Joints are responsible for the mobility of the body. To protect these joints, it is necessary to have a good hydration and a balanced diet, rich in omega 3 (anti-inflammatory), plants and turmeric. Here are several foods to add to your meals that will help you prevent inflammation and joint pain.

1. FOODS CONTAINING SULFUR

Sulfur is a very abundant mineral in the body. Half of the sulfur present is found in the muscles, skin and bones. When you get old, soft tissues of the body lose their elasticity inducing the appearance of muscular and joint stiffness. Sulfur participates in the repair of bones, cartilage and connective tissue.
Here are some examples of foods high in sulfur:
– Garlic,
– Onions,
– Eggs,
– Asparagus.

2. COLD WATER FISH

Salmon, herring, tuna, and mackerel contain many omega-3. These polyunsaturated fatty acids have anti-inflammatory properties that reduce inflammation and joint pain.

3. FRUITS AND VEGETABLES

Fresh fruits and vegetables are an excellent source of vitamins, minerals and fiber. These are also powerful antioxidants. When the joints are painful, the oxidative stress increases and accelerates the degradation of the cartilage. The antioxidants contained in brightly colored fruits and vegetables help to combat this oxidative stress.
Feel free to introduce oranges, cherries, blueberries, mangoes in your diet.

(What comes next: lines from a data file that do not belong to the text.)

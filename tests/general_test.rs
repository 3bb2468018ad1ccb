use ctx19_core::parser::Parser;
use miette::Report;
use std::fs;

#[test]
fn test_all_ok_ctx19_files() {
    let tests_dir = concat!(env!("CARGO_MANIFEST_DIR"), "/tests/ok");
    let entries = fs::read_dir(tests_dir).expect("Failed to read tests directory");

    for entry in entries {
        let entry = entry.expect("Failed to read directory entry");
        let path = entry.path();

        if path.is_file() && path.extension().is_some_and(|ext| ext == "ctx19") {
            println!("Parsing file: {:?}", path);
            let source = fs::read_to_string(&path)
                .unwrap_or_else(|_| panic!("Failed to read file: {:?}", path));

            let mut parser = Parser::new_with_name(&source, path.display().to_string());
            if let Err(err) = parser.parse_rules() {
                panic!("Failed to parse {:?}. Error: {:?}", path, Report::new(err));
            }
        }
    }
}

#[test]
fn test_all_bad_ctx19_files_fail() {
    let tests_dir = concat!(env!("CARGO_MANIFEST_DIR"), "/tests/bad");
    let entries = fs::read_dir(tests_dir).expect("Failed to read tests directory");

    for entry in entries {
        let path = entry.expect("Failed to read directory entry").path();
        if path.extension().is_some_and(|ext| ext == "ctx19") {
            let source = fs::read_to_string(&path).unwrap();
            let result = Parser::new(&source).parse_rules();
            assert!(result.is_err(), "{:?} should not parse", path);
        }
    }
}
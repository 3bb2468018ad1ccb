use crate::ast::{ordinal_word, Property, PropertyValue, Rule, Selector, SelectorKind};

/// Renders rules back into the tab-indented source format.
///
/// Parsing the result yields the same rules again.
#[must_use]
pub fn render_rules(rules: &[Rule]) -> String {
    let mut out = String::new();
    for rule in rules {
        out.push_str("if\n");
        for clause in &rule.condition.clauses {
            push_line(&mut out, 1, &render_selector(&clause.selector));
            for property in &clause.properties {
                push_line(&mut out, 2, &render_property(property));
            }
        }
        if let Some(consequence) = &rule.consequence {
            out.push_str("then\n");
            for property in &consequence.properties {
                push_line(&mut out, 1, &render_property(property));
            }
        }
    }
    out
}

fn push_line(out: &mut String, depth: usize, line: &str) {
    for _ in 0..depth {
        out.push('\t');
    }
    out.push_str(line);
    out.push('\n');
}

fn render_selector(selector: &Selector) -> String {
    let name = &selector.name;
    match &selector.kind {
        SelectorKind::Word(n) => match ordinal_word(*n) {
            Some(word) => format!("{word} {name}"),
            None => format!("{n}{} {name}", ordinal_suffix(*n)),
        },
        SelectorKind::Numeric(n) => format!("{n}{} {name}", ordinal_suffix(*n)),
        SelectorKind::Keyword | SelectorKind::Implicit(None) => name.clone(),
        SelectorKind::Implicit(Some(lead)) => format!("{lead} {name}"),
    }
}

fn ordinal_suffix(n: u32) -> &'static str {
    match (n % 10, n % 100) {
        (_, 11..=13) => "th",
        (1, _) => "st",
        (2, _) => "nd",
        (3, _) => "rd",
        _ => "th",
    }
}

fn render_property(property: &Property) -> String {
    match &property.value {
        PropertyValue::Boolean(true, value) => format!("{} is {value}", property.name),
        PropertyValue::Boolean(false, value) => format!("{} is not {value}", property.name),
        PropertyValue::Raw(value) => format!("{} becomes {value}", property.name),
    }
}

#[cfg(test)]
mod tests {
    use super::*;
    use crate::parser::Parser;

    #[test]
    fn test_suffixes() {
        let rendered: Vec<_> = [1, 2, 3, 4, 11, 12, 13, 21, 22, 101, 111]
            .iter()
            .map(|n| format!("{n}{}", ordinal_suffix(*n)))
            .collect();
        assert_eq!(
            rendered,
            ["1st", "2nd", "3rd", "4th", "11th", "12th", "13th", "21st", "22nd", "101st", "111th"]
        );
    }

    #[test]
    fn test_render_is_stable() {
        let source = "\
if
\tsecond previous
\t\tpos is noun
\t\tcase is not nom
\t6th next
\tnearest noun
\t\tlemma is New York
\tend
then
\ttense becomes past
if
\ttoken
then
";
        let rules = Parser::new(source).parse_rules().unwrap();
        let rendered = render_rules(&rules);
        assert_eq!(rendered, source);
        assert_eq!(Parser::new(&rendered).parse_rules().unwrap(), rules);
    }

    #[test]
    fn test_word_positions_outside_the_table() {
        let selector = |n| Selector {
            kind: SelectorKind::Word(n),
            name: "next".to_string(),
        };
        assert_eq!(render_selector(&selector(2)), "second next");
        assert_eq!(render_selector(&selector(9)), "9th next");
        assert_eq!(render_selector(&selector(0)), "0th next");
    }

    #[test]
    fn test_numeric_suffix_normalized() {
        let rules = Parser::new("if\n\t1th next\n\t2th previous\n").parse_rules().unwrap();
        assert_eq!(render_rules(&rules), "if\n\t1st next\n\t2nd previous\n");
    }
}
use crate::error::{Ctx19Error, ParseError};
use log::trace;
use miette::NamedSource;
use std::collections::VecDeque;
use std::io::BufRead;

/// A byte cursor over a buffered stream with explicit rewind.
///
/// Every byte pulled from the stream is recorded so errors can point into
/// the text consumed so far, with line numbers that match the file. That
/// record grows with the input: a reader over a large stream holds all of
/// it by the time it reaches the end. Rewound bytes go into a lookahead
/// queue and are handed out again before the stream is touched.
pub struct LineReader<R> {
    inner: R,
    name: String,
    lookahead: VecDeque<u8>,
    consumed: Vec<u8>,
    offset: usize,
    line: usize,
}

impl<R: BufRead> LineReader<R> {
    pub fn new(inner: R, name: impl Into<String>) -> Self {
        Self {
            inner,
            name: name.into(),
            lookahead: VecDeque::new(),
            consumed: Vec::new(),
            offset: 0,
            line: 1,
        }
    }

    /// Reads up to (excluding) `delimiter` and steps past it.
    ///
    /// # Errors
    /// `UnexpectedEndOfInput` if the stream ends before `delimiter` shows up,
    /// `MalformedLine` if the bytes read are not UTF-8.
    pub fn read_until(&mut self, delimiter: u8) -> Result<String, Ctx19Error> {
        let start = self.offset;
        let line = self.line;
        let mut captured = Vec::new();
        loop {
            match self.next_byte()? {
                Some(byte) if byte == delimiter => break,
                Some(byte) => captured.push(byte),
                None => {
                    return Err(self.unexpected_eof(&describe_delimiter(delimiter)));
                }
            }
        }
        String::from_utf8(captured).map_err(|err| {
            let bytes = err.as_bytes();
            ParseError::MalformedLine {
                src: self.source(),
                span: (start, bytes.len()).into(),
                text: String::from_utf8_lossy(bytes).into_owned(),
                reason: "line is not valid UTF-8".to_string(),
                line,
            }
            .into()
        })
    }

    /// Reads exactly `n` bytes, or fewer if the stream runs out first.
    ///
    /// The bytes stay consumed; hand them to [`LineReader::rewind`] to undo.
    pub fn peek_fixed(&mut self, n: usize) -> Result<Vec<u8>, Ctx19Error> {
        let mut bytes = Vec::with_capacity(n);
        while bytes.len() < n {
            match self.next_byte()? {
                Some(byte) => bytes.push(byte),
                None => break,
            }
        }
        Ok(bytes)
    }

    /// Pushes `bytes` back so they are read again, in order.
    pub fn rewind(&mut self, bytes: &[u8]) {
        for &byte in bytes.iter().rev() {
            self.lookahead.push_front(byte);
            if byte == b'\n' {
                self.line -= 1;
            }
        }
        self.offset -= bytes.len();
    }

    /// Consumes `marker` if the stream continues with it, otherwise leaves
    /// the position untouched.
    pub fn accept(&mut self, marker: &[u8]) -> Result<bool, Ctx19Error> {
        let bytes = self.peek_fixed(marker.len())?;
        if bytes == marker {
            return Ok(true);
        }
        trace!(
            "wanted {:?} at byte {} but saw {:?}, rewinding {} byte(s)",
            String::from_utf8_lossy(marker),
            self.offset - bytes.len(),
            String::from_utf8_lossy(&bytes),
            bytes.len()
        );
        self.rewind(&bytes);
        Ok(false)
    }

    pub fn at_end(&mut self) -> Result<bool, Ctx19Error> {
        if !self.lookahead.is_empty() {
            return Ok(false);
        }
        Ok(self.inner.fill_buf()?.is_empty())
    }

    /// Byte offset of the next unread byte.
    #[must_use]
    pub fn offset(&self) -> usize {
        self.offset
    }

    /// 1-based line number of the next unread byte.
    #[must_use]
    pub fn line(&self) -> usize {
        self.line
    }

    /// Everything read from the stream so far, for diagnostics. Invalid
    /// UTF-8 shows up as replacement characters.
    #[must_use]
    pub fn source(&self) -> NamedSource<String> {
        NamedSource::new(
            self.name.clone(),
            String::from_utf8_lossy(&self.consumed).into_owned(),
        )
    }

    pub fn unexpected_eof(&self, expected: &str) -> Ctx19Error {
        ParseError::UnexpectedEndOfInput {
            src: self.source(),
            span: (self.offset, 0).into(),
            expected: expected.to_string(),
            line: self.line,
        }
        .into()
    }

    fn next_byte(&mut self) -> Result<Option<u8>, Ctx19Error> {
        let byte = match self.lookahead.pop_front() {
            Some(byte) => byte,
            None => {
                let buf = self.inner.fill_buf()?;
                let Some(&byte) = buf.first() else {
                    return Ok(None);
                };
                self.inner.consume(1);
                self.consumed.push(byte);
                byte
            }
        };
        self.offset += 1;
        if byte == b'\n' {
            self.line += 1;
        }
        Ok(Some(byte))
    }
}

fn describe_delimiter(delimiter: u8) -> String {
    match delimiter {
        b'\n' => "a line break".to_string(),
        b'\t' => "a tab".to_string(),
        b' ' => "a space".to_string(),
        other => format!("{:?}", other as char),
    }
}
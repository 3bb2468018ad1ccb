/// One `if`/`then` unit of a rule file.
#[derive(Debug, PartialEq, Clone)]
pub struct Rule {
    pub condition: Condition,
    pub consequence: Option<Consequence>,
    /// 1-based line number of the `if` marker, or 0 for rules loaded from
    /// JSON or YAML.
    pub line: usize,
}

/// The selector clauses of a rule, in file order. Never empty.
#[derive(Debug, PartialEq, Clone)]
pub struct Condition {
    pub clauses: Vec<SelectorClause>,
}

#[derive(Debug, PartialEq, Clone)]
pub struct SelectorClause {
    pub selector: Selector,
    pub properties: Vec<Property>,
}

/// The body of a `then` block.
#[derive(Debug, PartialEq, Clone, Default)]
pub struct Consequence {
    pub properties: Vec<Property>,
}

#[derive(Debug, PartialEq, Clone)]
pub struct Selector {
    pub kind: SelectorKind,
    pub name: String,
}

/// How a selector header line spelled its position.
#[derive(Debug, PartialEq, Clone)]
pub enum SelectorKind {
    /// `first` through `fifth`, holding the resolved position.
    Word(u32),
    /// `<N>th` and its `st`/`nd`/`rd` siblings.
    Numeric(u32),
    /// `end`, `beginning` or `token` written without an ordinal.
    Keyword,
    /// A bare word, or a header whose leading word is not an ordinal.
    /// The leading word is kept so the header can be rendered again.
    Implicit(Option<String>),
}

/// The ordinal words, indexed by `position - 1`.
pub const ORDINAL_WORDS: [&str; 5] = ["first", "second", "third", "fourth", "fifth"];

/// The ordinal word for `position`, if it has one.
#[must_use]
pub fn ordinal_word(position: u32) -> Option<&'static str> {
    let index = usize::try_from(position.checked_sub(1)?).ok()?;
    ORDINAL_WORDS.get(index).copied()
}

/// Selector names that are meaningful without an ordinal prefix.
pub const KEYWORDS: [&str; 3] = ["end", "beginning", "token"];

impl Selector {
    /// The 1-based position this selector resolves to.
    ///
    /// Keywords and unrecognized leading words resolve to `1`.
    #[must_use]
    pub fn position(&self) -> u32 {
        match self.kind {
            SelectorKind::Word(n) | SelectorKind::Numeric(n) => n,
            SelectorKind::Keyword | SelectorKind::Implicit(_) => 1,
        }
    }
}

#[derive(Debug, PartialEq, Clone)]
pub struct Property {
    pub name: String,
    pub value: PropertyValue,
}

#[derive(Debug, PartialEq, Clone)]
pub enum PropertyValue {
    /// `name is value` (`true`) or `name is not value` (`false`).
    Boolean(bool, String),
    /// `name becomes value`.
    Raw(String),
}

In addition, overweight causes excessive pressure on the joints, which helps to accelerate cartilage degradation. The fibers, contained in plants, are very useful for preventing weight gain. Indeed, they decrease the absorption of cholesterol, fats and carbohydrates in the body and cause a feeling of fullness more important.

4. NUTS AND SEEDS

Nuts and seeds (almonds, flax seeds, etc.) contain polyunsaturated fatty acids, omega-3. These fatty acids help protect against inflammation.
Add flax seeds to your dishes for more omega 3, fiber and protein or eat a handful of nuts, almonds, pistachios as snacks.

5. TURMERIC

Turmeric is a spice with many benefits. Its active principle, curcumin, is a yellow pigment with anti-inflammatory and antioxidant properties.
Add a pinch of turmeric to your dishes every day that will add some taste and protect your joints.